Verónica Rodríguez Hernández, presidenta del Comité Directivo Estatal (CDE) del PAN, consideró que la modificación todavía es reversible en la Corte, porque viola la Constitución política.
Además, llamó al partido Movimiento de Regeneración Nacional (Morena), como “el perro fiel” de López Obrador y dijo que por ello los legisladores morenistas validaron su propuesta, permitiendo que ahora los funcionarios públicos hagan proselitismo.
“Nos deja clarísimo el presidente que a él no le interesa respetar las leyes, ni el estado de derecho. Lo único que le interesa, es que se haga su capricho y su contentillo”, aseguró.

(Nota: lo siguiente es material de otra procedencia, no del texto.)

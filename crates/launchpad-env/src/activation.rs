//! Activation as a value: the environment variables and binary search order a
//! shell `activate` script would set up, applied to each child process instead
//! of to the launcher itself.

use std::ffi::OsString;
use std::path::{Path, PathBuf};

use crate::environment::IsolatedEnvironment;
use crate::error::LaunchError;
use crate::process::ProcessSpec;

#[derive(Debug, Clone)]
pub struct ActiveEnvironment {
    env_dir: PathBuf,
    scripts_dir: PathBuf,
    python: PathBuf,
    search_path: OsString,
}

/// Enter `env`. `base_path` is the PATH the environment's script directory is
/// prepended to (normally the launcher's own `PATH`).
pub fn activate(
    env: &IsolatedEnvironment,
    base_path: Option<OsString>,
) -> Result<ActiveEnvironment, LaunchError> {
    let fail = |reason: String| LaunchError::Activation {
        path: env.path().to_path_buf(),
        reason,
    };

    if !env.path().is_dir() {
        return Err(fail("not a directory".to_string()));
    }

    let python = env.interpreter().ok_or_else(|| {
        fail("no Python interpreter inside (expected bin/python or Scripts/python.exe)".to_string())
    })?;
    let scripts_dir = python
        .parent()
        .map(Path::to_path_buf)
        .ok_or_else(|| fail("interpreter has no parent directory".to_string()))?;

    let mut dirs = vec![scripts_dir.clone()];
    if let Some(ref base) = base_path {
        dirs.extend(std::env::split_paths(base));
    }
    let search_path = std::env::join_paths(dirs).map_err(|e| fail(format!("cannot build PATH: {}", e)))?;

    tracing::info!(
        env = %env.path().display(),
        python = %python.display(),
        "Environment activated"
    );

    Ok(ActiveEnvironment {
        env_dir: env.path().to_path_buf(),
        scripts_dir,
        python,
        search_path,
    })
}

impl ActiveEnvironment {
    pub fn env_dir(&self) -> &Path {
        &self.env_dir
    }

    pub fn scripts_dir(&self) -> &Path {
        &self.scripts_dir
    }

    pub fn python(&self) -> &Path {
        &self.python
    }

    /// A process spec for `program` with the environment active.
    pub fn command(&self, program: impl Into<PathBuf>) -> ProcessSpec {
        ProcessSpec::new(program)
            .env("VIRTUAL_ENV", &self.env_dir)
            .env("PATH", &self.search_path)
            .env_remove("PYTHONHOME")
    }

    /// Resolve `name` the way an activated shell would: the environment's own
    /// script directory first, then the activated PATH.
    pub fn resolve_program(&self, name: &str, cwd: &Path) -> Option<PathBuf> {
        let as_path = Path::new(name);
        if as_path.is_absolute() {
            return as_path.is_file().then(|| as_path.to_path_buf());
        }
        let local = [
            self.scripts_dir.join(name),
            self.scripts_dir.join(format!("{}.exe", name)),
        ];
        if let Some(found) = local.into_iter().find(|p| p.is_file()) {
            return Some(found);
        }
        which::which_in(name, Some(&self.search_path), cwd).ok()
    }
}
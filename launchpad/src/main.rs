mod cli;

use std::collections::HashMap;
use std::process::ExitCode;

use clap::Parser;
use cli::Cli;
use launchpad::launcher::Launcher;
use launchpad::observability::{self, AuditLog};
use launchpad::pause;
use launchpad::signals::{ForegroundRunner, InterruptState};
use launchpad_core::config::{EnvLookup, LaunchConfig, ObservabilityConfig};
use launchpad_env::SystemRunner;

fn main() -> ExitCode {
    let cli = Cli::parse();

    // `.env` lives in the root, so the root itself comes from flags or the process env only.
    let process_env = EnvLookup::new(HashMap::new());
    let root = match LaunchConfig::root_candidate(cli.root.as_deref(), &process_env) {
        Ok(root) => root,
        Err(e) => {
            eprintln!("❌ Cannot determine the launcher directory: {}", e);
            pause::pause_if_interactive(LaunchConfig::pause_enabled(cli.no_pause, &process_env));
            return ExitCode::FAILURE;
        }
    };

    let env = EnvLookup::for_root(&root);
    let obs = ObservabilityConfig::from_lookup(&env);
    observability::init_tracing(&obs);

    let config = LaunchConfig::from_lookup(&root, &env, &cli.overrides());
    tracing::debug!(?config, "Resolved launch configuration");

    let interrupts = match InterruptState::install() {
        Ok(state) => state,
        Err(e) => {
            tracing::warn!("{:#}", e);
            std::sync::Arc::new(InterruptState::default())
        }
    };
    let runner = ForegroundRunner::new(SystemRunner, interrupts.clone());

    let launcher = Launcher::new(config, &runner)
        .with_audit(AuditLog::from_config(&obs))
        .with_interrupts(interrupts)
        .with_quiet(obs.quiet);

    let code = launcher.run_to_completion(&mut || pause::pause_if_interactive(true));
    ExitCode::from(u8::try_from(code).unwrap_or(1))
}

Por separado, Jorge Alberto Zavala López, delegado del PRD, dijo que el bloque opositor está firme para posicionarse en contra de planteamientos regresivos, a través de reservas, sin embargo, Morena y sus aliados se empeñaron en no leerlas y solo las desecharon.
Advirtió que el impacto se traducirá en el adelgazamiento de las finanzas del Instituto Nacional Electoral (INE), y en afectaciones en el esquema administrativo para contratar a personal que brinde servicio a los usuarios.
“Están votando algo al vapor que al final del día va repercutir en la ciudadanía y en la democracia en México, también podemos ver que los servidores públicos con el cobijo de su reforma, poder hacer campaña directamente a la ciudadanía”, concluyó.